31. Helping a doubter
Now Thomas (called Didymus), one of the Twelve, was not with the disciples when Jesus came. 25 So the other disciples told him, "We have seen the Lord!" But he said to them, "Unless I see the nail marks in his hands and put my finger where the nails were, and put my hand into his side, I will not believe it." 26 A week later his disciples were in the house again, and Thomas was with them. Though the doors were locked, Jesus came and stood among them and said, "Peace be with you!" 27 Then he said to Thomas, "Put your finger here; see my hands. Reach out your hand and put it into my side. Stop doubting and believe." 28 Thomas said to him, "My Lord and my God!" 29 Then Jesus told him, "Because you have seen me, you have believed; blessed are those who have not seen and yet have believed." (John20:24-29) |
Thomas was not with the other disciples when they met on that first Sunday evening of Resurrection Day? The indication is that he was devastated, discouraged, distraught and disappointed. That led to his distance from the disciples and the events surrounding the death of one he had followed.

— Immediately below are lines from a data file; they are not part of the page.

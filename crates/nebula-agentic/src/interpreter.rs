//! # Interpreter
//!
//! Ties the pipeline together. One [`Interpreter`] is built at process
//! start with its store and session injected, and shared behind `Arc`.
//!
//! ## Concurrency
//!
//! Commands are serialized through a `tokio::sync::Mutex` gate held for
//! the whole pipeline, including store calls. A command runs to a
//! terminal response before the next one is classified. The command log
//! uses a `parking_lot::Mutex` because it is never held across `.await`.

use std::sync::Arc;

use parking_lot::Mutex;
use serde::Serialize;

use nebula_core::{ActorId, Timestamp};
use nebula_store::BountyStore;

use crate::command::{Command, CommandLog};
use crate::dispatch::{Dispatcher, Outcome};
use crate::error::InterpretError;
use crate::extract::Extractor;
use crate::intent::{rule_for, Rule};
use crate::response;
use crate::session::{Session, StaticSession};

/// A rendered response together with the recorded command.
#[derive(Debug, Clone, Serialize)]
pub struct CommandReport {
    pub response: String,
    pub command: Command,
}

/// The natural-language command interpreter.
pub struct Interpreter {
    store: Arc<dyn BountyStore>,
    session: Arc<dyn Session>,
    extractor: Extractor,
    log: Mutex<CommandLog>,
    gate: tokio::sync::Mutex<()>,
}

impl std::fmt::Debug for Interpreter {
    fn fmt(&self, f: &mut std::fmt::Formatter<'_>) -> std::fmt::Result {
        f.debug_struct("Interpreter")
            .field("recent_commands", &self.log.lock().len())
            .finish_non_exhaustive()
    }
}

impl Interpreter {
    /// Build an interpreter over `store` with an anonymous session.
    pub fn new(store: Arc<dyn BountyStore>) -> Result<Self, regex::Error> {
        Ok(Self {
            store,
            session: Arc::new(StaticSession::anonymous()),
            extractor: Extractor::new()?,
            log: Mutex::new(CommandLog::default()),
            gate: tokio::sync::Mutex::new(()),
        })
    }

    /// Replace the session consulted by [`Interpreter::process_command`].
    pub fn with_session(mut self, session: Arc<dyn Session>) -> Self {
        self.session = session;
        self
    }

    pub fn store(&self) -> &Arc<dyn BountyStore> {
        &self.store
    }

    pub fn session(&self) -> &Arc<dyn Session> {
        &self.session
    }

    /// Interpret `input` on behalf of `actor` and return the response text.
    pub async fn interpret(&self, input: &str, actor: Option<&ActorId>) -> String {
        self.run(input, actor).await.response
    }

    /// Interpret `input` as the session's current actor.
    pub async fn process_command(&self, input: &str) -> String {
        let actor = self.session.current_actor();
        self.interpret(input, actor.as_ref()).await
    }

    /// Interpret `input` and return the response with the recorded command.
    pub async fn run(&self, input: &str, actor: Option<&ActorId>) -> CommandReport {
        let _turn = self.gate.lock().await;
        let received_at = Timestamp::now();

        let rule = rule_for(input);
        let intent = rule.intent;
        metrics::counter!("nebula_commands_total", "intent" => intent.as_str()).increment(1);
        tracing::debug!(%intent, actor = actor.map(ActorId::as_str), "command classified");

        let result = self.execute(rule, input, actor, received_at).await;
        match &result {
            Ok(_) => {}
            Err(err @ InterpretError::Internal(_)) => {
                tracing::error!(%intent, error = %err, "command failed");
            }
            Err(err) => {
                metrics::counter!("nebula_commands_refused_total", "kind" => err.kind())
                    .increment(1);
                tracing::warn!(%intent, kind = err.kind(), error = %err, "command refused");
            }
        }

        let command = Command {
            input: input.to_string(),
            intent,
            processed: true,
            received_at,
        };
        self.log.lock().record(command.clone());

        CommandReport {
            response: response::render(&result),
            command,
        }
    }

    /// The last commands processed, most recent first.
    pub fn recent_commands(&self) -> Vec<Command> {
        self.log.lock().recent()
    }

    async fn execute(
        &self,
        rule: &Rule,
        input: &str,
        actor: Option<&ActorId>,
        now: Timestamp,
    ) -> Result<Outcome, InterpretError> {
        let params = (rule.extract)(&self.extractor, input, now)?;
        tracing::debug!(intent = %rule.intent, ?params, "parameters extracted");
        Dispatcher::new(self.store.as_ref())
            .dispatch(input, params, actor)
            .await
    }
}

Thomas is not one depicted negatively in the NT except in this instance. John 11:16 depicts him as a courageous man, willing to go to Judea and die with the Lord!
The verb said in John 20:25 means that the disciples "kept saying to him" that they had seen the Lord Jesus Christ alive. He cannot get his head around a deceased man rising from the dead and he wants absolute proof.
He is only asking for a repeat of the previous Sunday. I believe the Holy Spirit is allowing the situation to develop for our benefit. What comes out of the second Sunday meeting stretches the mind and anchors the soul.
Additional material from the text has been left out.